Confirming recent discussion on this issue- URLs contain only US-ASCII characters. RFC 3986, section 2.3:

unreserved = ALPHA / DIGIT / "-" / "." / "_" / "~"

ALPHA = %41-%5A and %61-%7A (A-Z and a-z)
DIGIT = %30-%39 (0-9)

Unicode identifiers will need to be appropriately percent escaped.
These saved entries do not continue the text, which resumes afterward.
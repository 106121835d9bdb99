// /////////////////////////////////////////////////////////////////////////////
// vSphere Migrator
// Copyright (c) 2025 Michael Gardner, A Bit of Help, Inc.
// SPDX-License-Identifier: BSD-3-Clause
// See LICENSE file in the project root.
// /////////////////////////////////////////////////////////////////////////////

//! Checks that the three substrate-committing phases gate on manual
//! approval while every other catalogue entry does not, and that the state
//! machine's `should_execute_phase` honors that gate the same way the
//! reconciler does.

use migrator::application::phase_catalogue::PhaseCatalogue;
use migrator_domain::aggregates::MigrationAggregate;
use migrator_domain::entities::MigrationStatus;
use migrator_domain::services::{record_waiting_for_approval, should_execute_phase, ExecutionDecision};
use migrator_domain::value_objects::{ApprovalMode, MigrationState, PhaseName};
use migrator_domain::Phase;

#[test]
fn only_the_three_substrate_committing_phases_require_approval() {
    let catalogue = PhaseCatalogue::new();
    let gated: Vec<PhaseName> = PhaseName::ORDER.iter().copied().filter(|&p| catalogue.get(p).requires_approval()).collect();

    assert_eq!(gated, vec![PhaseName::CreateWorkers, PhaseName::RecreateCpms, PhaseName::ScaleOldMachines]);
}

#[test]
fn manual_mode_waits_until_a_gated_phase_is_approved() {
    let now = chrono::Utc::now();
    let mut aggregate = MigrationAggregate::new(MigrationStatus::default());
    aggregate.initialize(now);
    aggregate.begin_phase(PhaseName::CreateWorkers, now);
    aggregate.set_requires_approval(true);

    assert_eq!(should_execute_phase(&aggregate, MigrationState::Running, ApprovalMode::Manual), ExecutionDecision::WaitingForApproval);

    record_waiting_for_approval(&mut aggregate, PhaseName::CreateWorkers, now);
    assert_eq!(
        aggregate.status().current_phase_state.as_ref().map(|c| c.name),
        Some(PhaseName::CreateWorkers),
        "recording the wait must not lose track of which phase is pending"
    );
}

#[test]
fn automatic_mode_never_waits_even_for_a_gated_phase() {
    let now = chrono::Utc::now();
    let mut aggregate = MigrationAggregate::new(MigrationStatus::default());
    aggregate.initialize(now);
    aggregate.begin_phase(PhaseName::RecreateCpms, now);
    aggregate.set_requires_approval(true);

    assert_eq!(should_execute_phase(&aggregate, MigrationState::Running, ApprovalMode::Automatic), ExecutionDecision::Execute);
}

#[test]
fn paused_state_overrides_approval_status() {
    let now = chrono::Utc::now();
    let mut aggregate = MigrationAggregate::new(MigrationStatus::default());
    aggregate.initialize(now);
    aggregate.begin_phase(PhaseName::ScaleOldMachines, now);

    assert_eq!(should_execute_phase(&aggregate, MigrationState::Paused, ApprovalMode::Manual), ExecutionDecision::Paused);
}
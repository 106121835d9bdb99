// /////////////////////////////////////////////////////////////////////////////
// vSphere Migrator
// Copyright (c) 2025 Michael Gardner, A Bit of Help, Inc.
// SPDX-License-Identifier: BSD-3-Clause
// See LICENSE file in the project root.
// /////////////////////////////////////////////////////////////////////////////

pub mod phase;
pub mod state_machine;

pub use phase::{Phase, PhaseContext, PhaseOutcome};
pub use state_machine::{
    get_next_phase, initiate_rollback, record_phase_completion, record_waiting_for_approval, rollback_sweep_order, should_execute_phase, should_requeue, ExecutionDecision,
};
For example, the identifier:

ฉันกินกระจกได้

Would be represented in the GET URL as:

http://some.mn.org/mn/object/%A9%u2014%u03C0%B0%u2018%u03C0%B0%u221A%u2013%AE%B0%u2030%A5%C8

Correction, the encoded URL should be:

http://some.mn.org/mn/object/%E0%B8%89%E0%B8%B1%E0%B8%99%E0%B8%81%E0%B8%B4%E0%B8%99%E0%B8%81%E0%B8%A3%E0%B8%B0%E0%B8%88%E0%B8%81%E0%B9%84%E0%B8%94%E0%B9%89

#11 Updated by Dave Vieglais over 13 years ago

%E0%B8%89%E0%B8%B1%E0%B8%99%E0%B8%81%E0%B8%B4%E0%B8%99%
E0%B8%81%E0%B8%A3%E0%B8%B0%E0%B8%88%E0%B8%81%E0%B9%84%E0%B8%94%E0%B9%89
(line-break added)

#12 Updated by Rob Nahf over 13 years ago

  • Position set to 2
  • Target version changed from Sprint-2010.45 to Sprint-2010.46
  • Position deleted (34)

#13 Updated by Rob Nahf over 13 years ago

  • Position deleted (3)
  • Position set to 2

#14 Updated by Dave Vieglais over 13 years ago

Some additional comments and code samples at:

http://mule1.dataone.org/ArchitectureDocs/GUIDs.html#serializing

#15 Updated by Rob Nahf over 13 years ago

  • Position deleted (8)
  • Position set to 3

#16 Updated by Dave Vieglais over 13 years ago

  • Position set to 31
  • Position deleted (21)
  • Target version changed from Sprint-2010.46 to Sprint-2010.47

#17 Updated by Rob Nahf over 13 years ago

  • Target version changed from Sprint-2010.47 to Sprint-2010.48
  • Position set to 1
  • Position deleted (29)

#18 Updated by Dave Vieglais over 13 years ago

  • Position deleted (35)
  • Target version changed from Sprint-2010.48 to Sprint-2010.50
  • Position set to 7

#19 Updated by Dave Vieglais over 13 years ago

  • Target version changed from Sprint-2010.50 to Sprint-2011.01

#20 Updated by Rob Nahf over 13 years ago

  • Status changed from In Progress to Closed

d1_integration tests for ascii character encoding pass. unicode tests are deferred.